INFO: Index B of SQL table WORK.T2 selected for SQL WHERE clause (join) optimization.

      sqxcrta

          sqxjhsh

              sqxjhsh

                  sqxjndx

                      sqxsrc( WORK.T1 )

                      sqxsrc( WORK.T2 )

                  sqxsrc( WORK.T3 )

              sqxsrc( WORK.T4 )

 

74         %* BASE Engine - left join - 4 tables;

      sqxcrta

          sqxjm

              sqxsort

                  sqxsrc( WORK.T4 )

              sqxjm

                  sqxsort

                      sqxsrc( WORK.T3 )

                  sqxjm

                      sqxsort

                          sqxsrc( WORK.T2 )

                      sqxsort

                          sqxsrc( WORK.T1 )

 

82         %* SPDE Engine - inner join - 4 tables;

INFO: Index B of SQL table W.T2 selected for SQL WHERE clause (join) optimization.

      sqxcrta

          sqxjhsh

              sqxjhsh

                  sqxjndx

                      sqxsrc( WORK.T1 )

                      sqxsrc( W.T2 )

                  sqxsrc( W.T3 )

              sqxsrc( W.T4 )

 

90         %* SPDE Engine - left join - 4 tables;

      sqxcrta

          sqxjm

              sqxsort

                  sqxsrc( W.T4 )

              sqxjm

                  sqxsort

                      sqxsrc( W.T3 )

                  sqxjm

                      sqxsort

                          sqxsrc( W.T2 )

                      sqxsort

                          sqxsrc( WORK.T1 )

       

 

 

You can use all indexes if you separate the joins *and* you use inner joins.


%* SPDE Engine - left join - 4 tables; 
proc sql _method ; 
  create table W.T as select X1.*
  from            (select * from T1 inner join W.T2 on T1.A=T2.B where 100000 < T1.W < 105000 ) as X1
       inner join (select * from T1 inner join W.T3 on T1.A=T3.C where 100000 < T1.W < 105000 ) as X2 on X1.A=X2.A
       inner join (select * from T1 inner join W.T4 on T1.A=T4.D where 100000 < T1.W < 105000 ) as X3 on X1.A=X3.A
  ;
quit;

INFO: Index D of SQL table W.T4 selected for SQL WHERE clause (join) optimization.
INFO: Index C of SQL table W.T3 selected for SQL WHERE clause (join) optimization.
INFO: Index B of SQL table W.T2 selected for SQL WHERE clause (join) optimization.

 

That's suboptimal for sure in this case.
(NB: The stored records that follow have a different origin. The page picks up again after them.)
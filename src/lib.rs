pub mod cli;
pub mod command;
pub mod config;
mod error;
pub mod forge;
pub mod orchestrator;
pub mod prompt;
pub mod version;

pub use error::{ReleaseError, Result};
use chrono::{DateTime, Utc};
use serde::{Deserialize, Serialize};
use std::fmt;

#[derive(Debug, Clone, Copy, PartialEq, Eq, Serialize, Deserialize)]
#[serde(rename_all = "lowercase")]
/// Open/closed state shared by milestones and issues.
pub enum State {
    Open,
    Closed,
}

impl fmt::Display for State {
    fn fmt(&self, f: &mut fmt::Formatter<'_>) -> fmt::Result {
        match self {
            State::Open => write!(f, "open"),
            State::Closed => write!(f, "closed"),
        }
    }
}

#[derive(Debug, Clone, PartialEq, Eq, Deserialize)]
/// Snapshot of a remote milestone. Never edited in place: mutations go
/// through the forge and come back as a new snapshot.
pub struct Milestone {
    pub number: u64,
    pub title: String,
    pub state: State,
    pub description: Option<String>,
    pub html_url: Option<String>,
    pub closed_at: Option<DateTime<Utc>>,
}

#[derive(Debug, Clone, PartialEq, Eq, Deserialize)]
/// Snapshot of a remote issue.
pub struct Issue {
    pub number: u64,
    pub title: String,
    pub state: State,
}

#[derive(Debug, Clone, PartialEq, Eq)]
/// Snapshot of a published release.
pub struct Release {
    pub id: u64,
    pub tag: String,
    pub title: String,
    pub body: String,
    pub html_url: String,
    pub draft: bool,
    pub prerelease: bool,
}

#[derive(Debug, Clone, Copy, PartialEq, Eq)]
pub enum OwnerKind {
    Organization,
    User,
}

#[derive(Debug, Clone, PartialEq, Eq)]
/// Account that owns the repository being released.
pub struct Owner {
    pub login: String,
    pub kind: OwnerKind,
}

#[derive(Debug, Clone, PartialEq, Eq, Serialize)]
/// Request to open a new milestone.
pub struct CreateMilestoneRequest {
    pub title: String,
    pub state: State,
}

#[derive(Debug, Clone, PartialEq, Eq)]
/// Request to edit an existing milestone.
pub struct UpdateMilestoneRequest {
    pub number: u64,
    pub title: String,
    pub state: State,
    pub description: String,
}

#[derive(Debug, Clone, PartialEq, Eq, Serialize)]
/// Request to publish a release for an existing or new tag.
pub struct CreateReleaseRequest {
    pub tag_name: String,
    pub name: String,
    pub body: String,
    pub draft: bool,
    pub prerelease: bool,
}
I guess SAS decides on the join method before subsetting the fact table, so isn't aware of the volumes involved.

It would be nice if there was at least a way to force the join method.

Another way with so few values might be something like this:

 

proc sql noprint; 
  select A into :a_list separated by ',' from W.T1 where 100000 < T1.W < 105000;
  create table W.T as select * 
  from T1 left join (select * from W.T2 where T2.B in(&a_list.) ) T2 on T1.A=T2.B 
          left join (select * from W.T3 where T3.C in(&a_list.) ) T3 on T1.A=T3.C 
          left join (select * from W.T4 where T4.D in(&a_list.) ) T4 on T1.A=T4.D 
  where 100000 < T1.W < 105000;
quit;
ScottBass
Rhodochrosite | Level 12

I'm pretty sure I needed left joins - the dim tables *should* have had a match for all fact SK's but I couldn't risk deleting fact rows.  This was about 4-5 years ago.

 

I feel like I hijacked your SASWare Ballot Idea.  Sorry about that.  

 

P.S.:  Nice examples for SAS QA and/or R&D to run with if they feel this is incorrect behavior 😉

ChrisNZ
Tourmaline | Level 20

That's fine, Scott, I don't expect much to happen with the ballot entries 🙂

yabwon
Onyx | Level 15

Hi Chris,

 

I know it's been a while since you posted this, but maybe workaround from here:

https://www.sas.com/content/dam/SAS/support/en/sas-global-forum-proceedings/2019/3722-2019.pdf

can help you with OR condition it the WHERE clause

 

All the best

Bart